By Grigoriy Ivanov, Computer Vision Researcher and Engineer at Poteha Labs
Whether you are a bank, which strives to attract more clients without forcing them to visit branches, or a large governmental organization needing to optimize access into secure areas, you might want to have identity verification service as a part of your system also known as KYC (Know Your Customer).
Besides possessing a cutting-edge feature which makes you a ‘high-tech’ company, automatic id verification can be used in plenty of ways. To begin with, it allows to automatize registration and thus reduce costs for staff. In the second place, it can lead to an increase in the flow of incoming users because of speed and convenience.

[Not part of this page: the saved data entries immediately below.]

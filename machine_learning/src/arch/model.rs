use ndarray::ArrayView2;

use crate::error::Result;

pub trait Model {
    /// Returns the amount of parameters in the model.
    fn size(&self) -> usize;

    /// Makes a forward pass through the model.
    ///
    /// # Arguments
    /// * `params` - The model's parameters.
    /// * `x` - The input batch, one row per sample.
    ///
    /// # Returns
    /// The prediction for the given input or an error if occurred.
    fn forward<'x>(&'x mut self, params: &[f32], x: ArrayView2<'x, f32>)
    -> Result<ArrayView2<'x, f32>>;
}
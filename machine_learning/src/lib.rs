pub mod arch;
pub mod builder;
pub mod error;
pub mod initialization;
pub mod optimization;
pub mod specs;

pub use error::{MlErr, Result};
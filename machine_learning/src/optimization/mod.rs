mod adam;
mod gradient_descent;
mod gradient_descent_with_momentum;
mod optimizer;

pub use adam::Adam;
pub use gradient_descent::GradientDescent;
pub use gradient_descent_with_momentum::GradientDescentWithMomentum;
pub use optimizer::Optimizer;
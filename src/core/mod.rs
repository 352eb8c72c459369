//! Platform-agnostic core - shared between the WASM front-end and CLI

pub mod camera;
pub mod config;
pub mod constellation;
pub mod content;
pub mod error;
pub mod field;
pub mod frame;
pub mod palette;
pub mod reveal;
pub mod segments;
pub mod tracker;

pub use camera::{OrbitCamera, Viewport};
pub use config::ConstellationConfig;
pub use constellation::{Constellation, TickOutcome};
pub use content::{Portfolio, Section};
pub use error::{Error, Result};
pub use field::{Point, PointField, PointId, StarShell};
pub use frame::RenderFrame;
pub use segments::{Segment, SegmentBuffer};
pub use tracker::{ProximityTracker, Selection};
//! Portfolio content: navigation, hero links, projects, research, experience,
//! skills, footer
//!
//! The site's text lives in `assets/portfolio.json`, embedded at build time.

use serde::{Deserialize, Serialize};
use tracing::debug;

use super::error::Result;

const EMBEDDED: &str = include_str!("../../assets/portfolio.json");

/// Tech pills shown per project card
pub const VISIBLE_TECH: usize = 4;

/// Scroll targets, in page order
#[derive(Clone, Copy, Debug, PartialEq, Eq, Hash, Serialize, Deserialize)]
#[serde(rename_all = "kebab-case")]
pub enum Section {
    Intro,
    Projects,
    Ongoing,
    Internship,
    TechStack,
}

impl Section {
    pub const ALL: &'static [Section] = &[
        Section::Intro,
        Section::Projects,
        Section::Ongoing,
        Section::Internship,
        Section::TechStack,
    ];

    /// DOM-style anchor id
    pub fn id(self) -> &'static str {
        match self {
            Section::Intro => "intro",
            Section::Projects => "projects",
            Section::Ongoing => "ongoing",
            Section::Internship => "internship",
            Section::TechStack => "tech-stack",
        }
    }

    pub fn from_id(id: &str) -> Option<Self> {
        Self::ALL.iter().copied().find(|s| s.id() == id)
    }

    /// Heading shown above the section
    pub fn heading(self) -> &'static str {
        match self {
            Section::Intro => "About Me",
            Section::Projects => "Projects",
            Section::Ongoing => "Ongoing Research",
            Section::Internship => "The Path",
            Section::TechStack => "The Engine",
        }
    }
}

#[derive(Clone, Debug, PartialEq, Serialize, Deserialize)]
pub struct NavItem {
    pub label: String,
    pub id: Section,
}

/// External profile link shown under the hero
#[derive(Clone, Debug, PartialEq, Serialize, Deserialize)]
pub struct Link {
    pub label: String,
    pub url: String,
}

#[derive(Clone, Debug, PartialEq, Serialize, Deserialize)]
pub struct Project {
    pub title: String,
    pub description: String,
    pub tech_stack: Vec<String>,
    #[serde(default)]
    pub live_link: Option<String>,
    #[serde(default)]
    pub github_link: Option<String>,
}

impl Project {
    /// Tags rendered as pills on the card
    pub fn visible_tech(&self) -> &[String] {
        &self.tech_stack[..self.tech_stack.len().min(VISIBLE_TECH)]
    }
}

#[derive(Clone, Debug, PartialEq, Serialize, Deserialize)]
pub struct Research {
    pub title: String,
    pub description: String,
    pub tags: Vec<String>,
}

#[derive(Clone, Debug, PartialEq, Serialize, Deserialize)]
pub struct Experience {
    pub role: String,
    pub company: String,
    pub points: Vec<String>,
}

impl Experience {
    /// "Role · Company"
    pub fn heading(&self) -> String {
        format!("{} · {}", self.role, self.company)
    }
}

#[derive(Clone, Debug, Default, PartialEq, Serialize, Deserialize)]
pub struct Portfolio {
    pub name: String,
    pub nav: Vec<NavItem>,
    /// One-line academic summary under the rotating subtitle
    #[serde(default)]
    pub tagline: String,
    #[serde(default)]
    pub social: Vec<Link>,
    pub subtitles: Vec<String>,
    pub about: Vec<String>,
    pub projects: Vec<Project>,
    pub research: Vec<Research>,
    pub experience: Vec<Experience>,
    pub skills: Vec<String>,
    /// Copyright holder line; the year is prefixed at render time
    #[serde(default)]
    pub footer: String,
}

impl Portfolio {
    /// Content bundled with the binary
    pub fn embedded() -> Result<Self> {
        Self::from_json_str(EMBEDDED)
    }

    pub fn from_json_str(json: &str) -> Result<Self> {
        let portfolio: Self = serde_json::from_str(json)?;
        debug!(
            projects = portfolio.projects.len(),
            research = portfolio.research.len(),
            skills = portfolio.skills.len(),
            "Portfolio content loaded"
        );
        Ok(portfolio)
    }

    /// Nav entry for a section id, if the page links to it
    pub fn section(&self, id: &str) -> Option<&NavItem> {
        let section = Section::from_id(id)?;
        self.nav.iter().find(|item| item.id == section)
    }

    /// "© 2026 Name. All rights reserved."; year omitted when unknown
    pub fn footer_line(&self, year: Option<i32>) -> String {
        match year {
            Some(year) => format!("© {year} {}", self.footer),
            None => format!("© {}", self.footer),
        }
    }
}
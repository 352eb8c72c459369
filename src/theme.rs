//! Deep-space neon theme: near-black background, cyan and violet accents

use egui::Color32;

use crate::core::palette::Rgb;

pub mod colors {
    use super::Color32;

    // === Backgrounds ===
    pub const BG_SPACE: Color32 = Color32::from_rgb(5, 5, 5);             // #050505 - canvas
    pub const BG_GLASS: Color32 = Color32::from_rgba_premultiplied(10, 12, 20, 170); // card glass
    pub const BG_NAV: Color32 = Color32::from_rgba_premultiplied(5, 5, 10, 200);

    // === Text ===
    pub const TEXT_PRIMARY: Color32 = Color32::from_rgb(255, 255, 255);
    pub const TEXT_BODY: Color32 = Color32::from_rgb(176, 176, 176);      // #b0b0b0
    pub const TEXT_MUTED: Color32 = Color32::from_rgb(110, 110, 120);

    // === Accents ===
    pub const CYAN: Color32 = Color32::from_rgb(0, 240, 255);             // #00f0ff - stars, glow
    pub const VIOLET: Color32 = Color32::from_rgb(112, 0, 255);           // #7000ff - lines
    pub const MAGENTA: Color32 = Color32::from_rgb(189, 0, 255);          // GitHub button glow

    pub const BORDER: Color32 = Color32::from_rgb(40, 40, 56);
}

/// Convert a core colour with an opacity in [0, 1]
pub fn rgb_alpha(rgb: Rgb, opacity: f32) -> Color32 {
    let a = (opacity.clamp(0.0, 1.0) * 255.0).round() as u8;
    Color32::from_rgba_unmultiplied(rgb.r, rgb.g, rgb.b, a)
}

/// egui Visuals for the site
pub fn space_visuals() -> egui::Visuals {
    use colors::*;

    let mut visuals = egui::Visuals::dark();

    // Panels are transparent so the starfield shows through
    visuals.panel_fill = Color32::TRANSPARENT;
    visuals.window_fill = BG_GLASS;
    visuals.extreme_bg_color = BG_SPACE;
    visuals.faint_bg_color = BG_GLASS;

    visuals.override_text_color = Some(TEXT_BODY);

    visuals.widgets.noninteractive.bg_stroke = egui::Stroke::new(1.0, BORDER);
    visuals.widgets.noninteractive.fg_stroke = egui::Stroke::new(1.0, TEXT_BODY);

    visuals.widgets.inactive.bg_fill = Color32::TRANSPARENT;
    visuals.widgets.inactive.weak_bg_fill = Color32::TRANSPARENT;
    visuals.widgets.inactive.fg_stroke = egui::Stroke::new(1.0, TEXT_PRIMARY);
    visuals.widgets.inactive.bg_stroke = egui::Stroke::new(1.0, CYAN.gamma_multiply(0.4));

    visuals.widgets.hovered.weak_bg_fill = CYAN.gamma_multiply(0.12);
    visuals.widgets.hovered.bg_fill = CYAN.gamma_multiply(0.12);
    visuals.widgets.hovered.fg_stroke = egui::Stroke::new(1.0, CYAN);
    visuals.widgets.hovered.bg_stroke = egui::Stroke::new(1.0, CYAN);

    visuals.widgets.active.weak_bg_fill = VIOLET.gamma_multiply(0.3);
    visuals.widgets.active.bg_fill = VIOLET.gamma_multiply(0.3);
    visuals.widgets.active.fg_stroke = egui::Stroke::new(1.0, TEXT_PRIMARY);

    visuals.selection.bg_fill = VIOLET.gamma_multiply(0.5);
    visuals.selection.stroke = egui::Stroke::new(1.0, TEXT_PRIMARY);

    visuals.hyperlink_color = CYAN;

    visuals.window_shadow = egui::Shadow::NONE;
    visuals.popup_shadow = egui::Shadow::NONE;

    visuals
}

Furthermore, it can be installed at checkpoints in order to open the gates for verified people only. At last, this system would almost eliminate the impact of such human factors as inattentiveness, lack of security guard, etc.
Thanks to deep learning one of the simplest verification techniques today is face verification. Possible service may take, for example, an ID document and a selfie as an input and returns the value of ‘equality score’ of two faces contained in these photos. One of such systems is Chinese DocFace : it actually executes everything we are striving for and is successfully used for automatic passport controls at checkpoints. So, next in this article we are going to describe how to implement a similar system 1) using open source projects and 2) having a little train data available.
Problem statement and caveats
To start, let’s fix and discuss the problem statement.
- Given: two photos. A photo of ID document (or any other document used to prove identity) and a selfie. For simplicity’s sake, we are going to consider the images containing only one face.
- To find: whether faces in given photos belong to one person.
There are plenty of pitfalls in this seemingly simple problem. What if train dataset consists of low-quality photos? Or what if some of the images are flipped or rotated? What if there are lamp or flash reflections right on the face?
Another example is when the photo of a document contains more than one face: the main one, which should be used for identification, and another one as a watermark.
One more important caveat is that faces’ distribution for passport photos is different from the selfies. The same applies to celebrities photos (which faces are usually used to train modern open source neural networks).
Some of the problems listed above can be solved without gathering your own dataset. However, there are some which are quite complex within our limitations (the last two). As only open source projects are considered to be used we are going to skip them for now (one can resolve them by gathering additional data and using separate models for selfies and passports with some weights shared, as described in ).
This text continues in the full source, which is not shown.